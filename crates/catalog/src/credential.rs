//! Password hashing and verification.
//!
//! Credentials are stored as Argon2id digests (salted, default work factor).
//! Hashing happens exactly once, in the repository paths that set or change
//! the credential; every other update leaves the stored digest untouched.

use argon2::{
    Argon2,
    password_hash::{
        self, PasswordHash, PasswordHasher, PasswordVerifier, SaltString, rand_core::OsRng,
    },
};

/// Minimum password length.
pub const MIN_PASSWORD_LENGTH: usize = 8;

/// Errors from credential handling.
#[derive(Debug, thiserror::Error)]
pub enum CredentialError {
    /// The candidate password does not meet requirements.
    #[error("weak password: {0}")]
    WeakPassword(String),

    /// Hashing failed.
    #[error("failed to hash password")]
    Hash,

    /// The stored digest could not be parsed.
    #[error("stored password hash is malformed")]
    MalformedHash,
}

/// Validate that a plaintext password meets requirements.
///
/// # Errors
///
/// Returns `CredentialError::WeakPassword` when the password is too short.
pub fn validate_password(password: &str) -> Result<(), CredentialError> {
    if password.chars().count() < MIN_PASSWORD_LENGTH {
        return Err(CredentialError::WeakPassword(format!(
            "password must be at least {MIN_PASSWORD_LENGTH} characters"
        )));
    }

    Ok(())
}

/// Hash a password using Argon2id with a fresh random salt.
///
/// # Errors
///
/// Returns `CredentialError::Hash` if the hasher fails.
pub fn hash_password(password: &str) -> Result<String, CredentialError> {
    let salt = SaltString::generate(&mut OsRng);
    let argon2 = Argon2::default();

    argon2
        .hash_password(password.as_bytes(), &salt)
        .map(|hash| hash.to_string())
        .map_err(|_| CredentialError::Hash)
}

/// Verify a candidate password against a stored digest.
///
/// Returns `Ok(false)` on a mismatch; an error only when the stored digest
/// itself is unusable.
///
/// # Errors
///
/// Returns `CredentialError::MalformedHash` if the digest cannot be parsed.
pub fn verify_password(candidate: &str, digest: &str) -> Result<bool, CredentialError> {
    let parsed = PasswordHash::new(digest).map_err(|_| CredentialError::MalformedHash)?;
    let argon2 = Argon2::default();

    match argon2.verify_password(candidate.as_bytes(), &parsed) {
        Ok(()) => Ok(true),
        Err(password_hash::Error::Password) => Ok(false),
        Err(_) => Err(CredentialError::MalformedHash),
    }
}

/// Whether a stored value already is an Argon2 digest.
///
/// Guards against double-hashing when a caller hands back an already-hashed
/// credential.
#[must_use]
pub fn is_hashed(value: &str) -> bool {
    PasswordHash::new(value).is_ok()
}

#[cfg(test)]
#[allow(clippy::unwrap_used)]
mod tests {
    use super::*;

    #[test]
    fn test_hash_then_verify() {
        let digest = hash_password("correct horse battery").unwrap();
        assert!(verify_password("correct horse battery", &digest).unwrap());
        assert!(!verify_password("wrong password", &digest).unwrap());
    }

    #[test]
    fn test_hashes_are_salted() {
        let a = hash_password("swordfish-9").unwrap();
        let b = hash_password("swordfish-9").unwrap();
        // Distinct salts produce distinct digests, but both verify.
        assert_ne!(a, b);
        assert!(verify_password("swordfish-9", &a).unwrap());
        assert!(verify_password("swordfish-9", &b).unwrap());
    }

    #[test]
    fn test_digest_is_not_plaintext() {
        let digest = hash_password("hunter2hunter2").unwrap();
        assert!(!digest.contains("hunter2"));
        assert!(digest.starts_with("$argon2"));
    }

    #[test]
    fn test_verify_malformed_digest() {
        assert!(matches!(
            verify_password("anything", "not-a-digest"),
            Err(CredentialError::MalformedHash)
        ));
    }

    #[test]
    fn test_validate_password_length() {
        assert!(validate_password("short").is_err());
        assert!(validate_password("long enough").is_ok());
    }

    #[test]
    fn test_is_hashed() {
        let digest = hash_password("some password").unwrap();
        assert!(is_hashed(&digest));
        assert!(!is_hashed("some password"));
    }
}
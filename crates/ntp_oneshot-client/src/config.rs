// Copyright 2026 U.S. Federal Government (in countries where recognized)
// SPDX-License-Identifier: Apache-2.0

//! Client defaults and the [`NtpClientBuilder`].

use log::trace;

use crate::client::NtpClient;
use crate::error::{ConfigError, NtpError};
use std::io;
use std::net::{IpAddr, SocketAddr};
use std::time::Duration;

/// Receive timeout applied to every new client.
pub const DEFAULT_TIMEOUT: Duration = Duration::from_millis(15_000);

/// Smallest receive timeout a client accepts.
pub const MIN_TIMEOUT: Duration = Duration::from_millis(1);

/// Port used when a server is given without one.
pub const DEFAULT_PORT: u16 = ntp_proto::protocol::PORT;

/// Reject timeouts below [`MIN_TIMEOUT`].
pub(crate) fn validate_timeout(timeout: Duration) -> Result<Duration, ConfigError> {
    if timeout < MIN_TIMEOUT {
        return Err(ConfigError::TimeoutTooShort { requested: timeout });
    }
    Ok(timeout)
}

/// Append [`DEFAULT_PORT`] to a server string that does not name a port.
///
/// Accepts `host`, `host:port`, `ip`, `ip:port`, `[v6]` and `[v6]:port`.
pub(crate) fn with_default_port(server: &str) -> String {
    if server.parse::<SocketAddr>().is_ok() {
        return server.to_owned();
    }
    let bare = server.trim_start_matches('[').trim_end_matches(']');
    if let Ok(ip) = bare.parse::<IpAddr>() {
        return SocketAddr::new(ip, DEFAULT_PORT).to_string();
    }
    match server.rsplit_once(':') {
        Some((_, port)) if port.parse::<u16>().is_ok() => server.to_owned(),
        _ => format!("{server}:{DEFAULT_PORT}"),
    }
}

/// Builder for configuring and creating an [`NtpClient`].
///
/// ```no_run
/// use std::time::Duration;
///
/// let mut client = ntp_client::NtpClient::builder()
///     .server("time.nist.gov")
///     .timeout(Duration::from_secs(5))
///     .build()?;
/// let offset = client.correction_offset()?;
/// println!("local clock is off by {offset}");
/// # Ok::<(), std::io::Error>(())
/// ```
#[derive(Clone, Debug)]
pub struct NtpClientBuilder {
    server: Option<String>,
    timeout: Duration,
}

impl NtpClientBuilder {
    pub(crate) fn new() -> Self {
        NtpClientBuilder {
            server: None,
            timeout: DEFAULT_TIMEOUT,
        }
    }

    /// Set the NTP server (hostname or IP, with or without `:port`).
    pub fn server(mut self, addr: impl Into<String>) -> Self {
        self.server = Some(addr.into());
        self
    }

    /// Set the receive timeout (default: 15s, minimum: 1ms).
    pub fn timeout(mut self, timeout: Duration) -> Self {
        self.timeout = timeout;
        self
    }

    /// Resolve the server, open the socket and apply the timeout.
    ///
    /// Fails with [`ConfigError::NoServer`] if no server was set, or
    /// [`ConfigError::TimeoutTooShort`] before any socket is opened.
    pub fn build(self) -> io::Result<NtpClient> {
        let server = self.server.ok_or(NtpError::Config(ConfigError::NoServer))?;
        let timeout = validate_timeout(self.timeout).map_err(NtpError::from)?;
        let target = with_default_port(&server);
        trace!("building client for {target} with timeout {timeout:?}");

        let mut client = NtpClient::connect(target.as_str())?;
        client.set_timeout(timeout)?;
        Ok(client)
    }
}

···

Across the entries above, count the lines with the word "IpAddr" and report that count by itself.

2